Ein Bild will ich noch nachliefern. Versprochen, ist versprochen.

Heute ist viel lesen und vor dem Bus hocken angesagt. Spätes Frühstück, schwimmen gehen, einfach mal durchhängen. Das klappt natürlich nicht den ganzen Tag. Wir stellen einen wilden Plan auf. Frühes Abendessen, danach auf einen Gipfel wandern und mit tollem Blick auf den See den Sonnenuntergang genießen. Perfekt, Getränke, Stirnlampen, alles ist bereit. Los geht es, eine Stunde später genießen wir den Fast-Ausblick.

Im Internet war der Ausblick genial. Was tun? Es gibt auf der Online-Karte noch den Dreiseenblick. Komoot sagt eine halbe Stunde Gehzeit. Perfekt, wir haben genug Zeit, angekommen offenbart sich folgender Blick.
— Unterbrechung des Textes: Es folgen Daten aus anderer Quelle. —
//! Persisted shape of a playthrough.
//!
//! Older records carry a boolean `remixMode` instead of `gameMode`. It is
//! folded into `gameMode` on read and never written back.

use std::collections::BTreeMap;

use chrono::{DateTime, Utc};
use serde::{Deserialize, Serialize};

use super::Playthrough;
use crate::entities::{CustomLocation, EncounterSlot};
use crate::error::DomainError;
use crate::ids::{LocationId, PlaythroughId};
use crate::value_objects::{GameMode, PlaythroughName};

#[derive(Serialize, Deserialize)]
#[serde(rename_all = "camelCase")]
pub(super) struct PlaythroughRecord {
    id: PlaythroughId,
    name: PlaythroughName,
    #[serde(default)]
    game_mode: Option<GameMode>,
    #[serde(default, skip_serializing)]
    remix_mode: Option<bool>,
    #[serde(default)]
    encounters: BTreeMap<LocationId, EncounterSlot>,
    #[serde(default)]
    custom_locations: Vec<CustomLocation>,
    created_at: DateTime<Utc>,
    #[serde(alias = "lastModified")]
    updated_at: DateTime<Utc>,
}

impl TryFrom<PlaythroughRecord> for Playthrough {
    type Error = DomainError;

    fn try_from(record: PlaythroughRecord) -> Result<Self, Self::Error> {
        let mut encounters = record.encounters;
        encounters.retain(|_, slot| !slot.is_removable());

        Ok(Self {
            id: record.id,
            name: record.name,
            game_mode: GameMode::from_legacy(record.game_mode, record.remix_mode),
            encounters,
            custom_locations: record.custom_locations,
            created_at: record.created_at,
            updated_at: record.updated_at,
        })
    }
}

impl From<Playthrough> for PlaythroughRecord {
    fn from(run: Playthrough) -> Self {
        Self {
            id: run.id,
            name: run.name,
            game_mode: Some(run.game_mode),
            remix_mode: None,
            encounters: run.encounters,
            custom_locations: run.custom_locations,
            created_at: run.created_at,
            updated_at: run.updated_at,
        }
    }
}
Also man sieht fast den See und auch beinahe die Sonne. Ich habe mich schon gewundert, dass man auf Google Maps kein Bild sehen konnte. Egal, das Gipfelbier trinken wir trotzdem. Danach geht es wieder bergab, die Ausblicke sind fastastisch.

Nach knapp 9 km sind wir fast wieder am Campingplatz. Das ist doch mal ein Ausblick.

Wir entfliehen der Enge des Campingplatzes auf der Dachterasse und lassen bei diversen Gösser Radler den Abend ausklingen. Ist doch fast gut, oder?

Wenn da nicht die Gast gute Musik wäre, die von einem Tanzmusiker-Duo am anderen Ende des Sees produziert wird und in zarter Zimmerlautstärke bei uns aufschlägt. Irgendwie passend zu diesem Tag. Summend geht es ins Bett: „Einen Stern, der ….. „.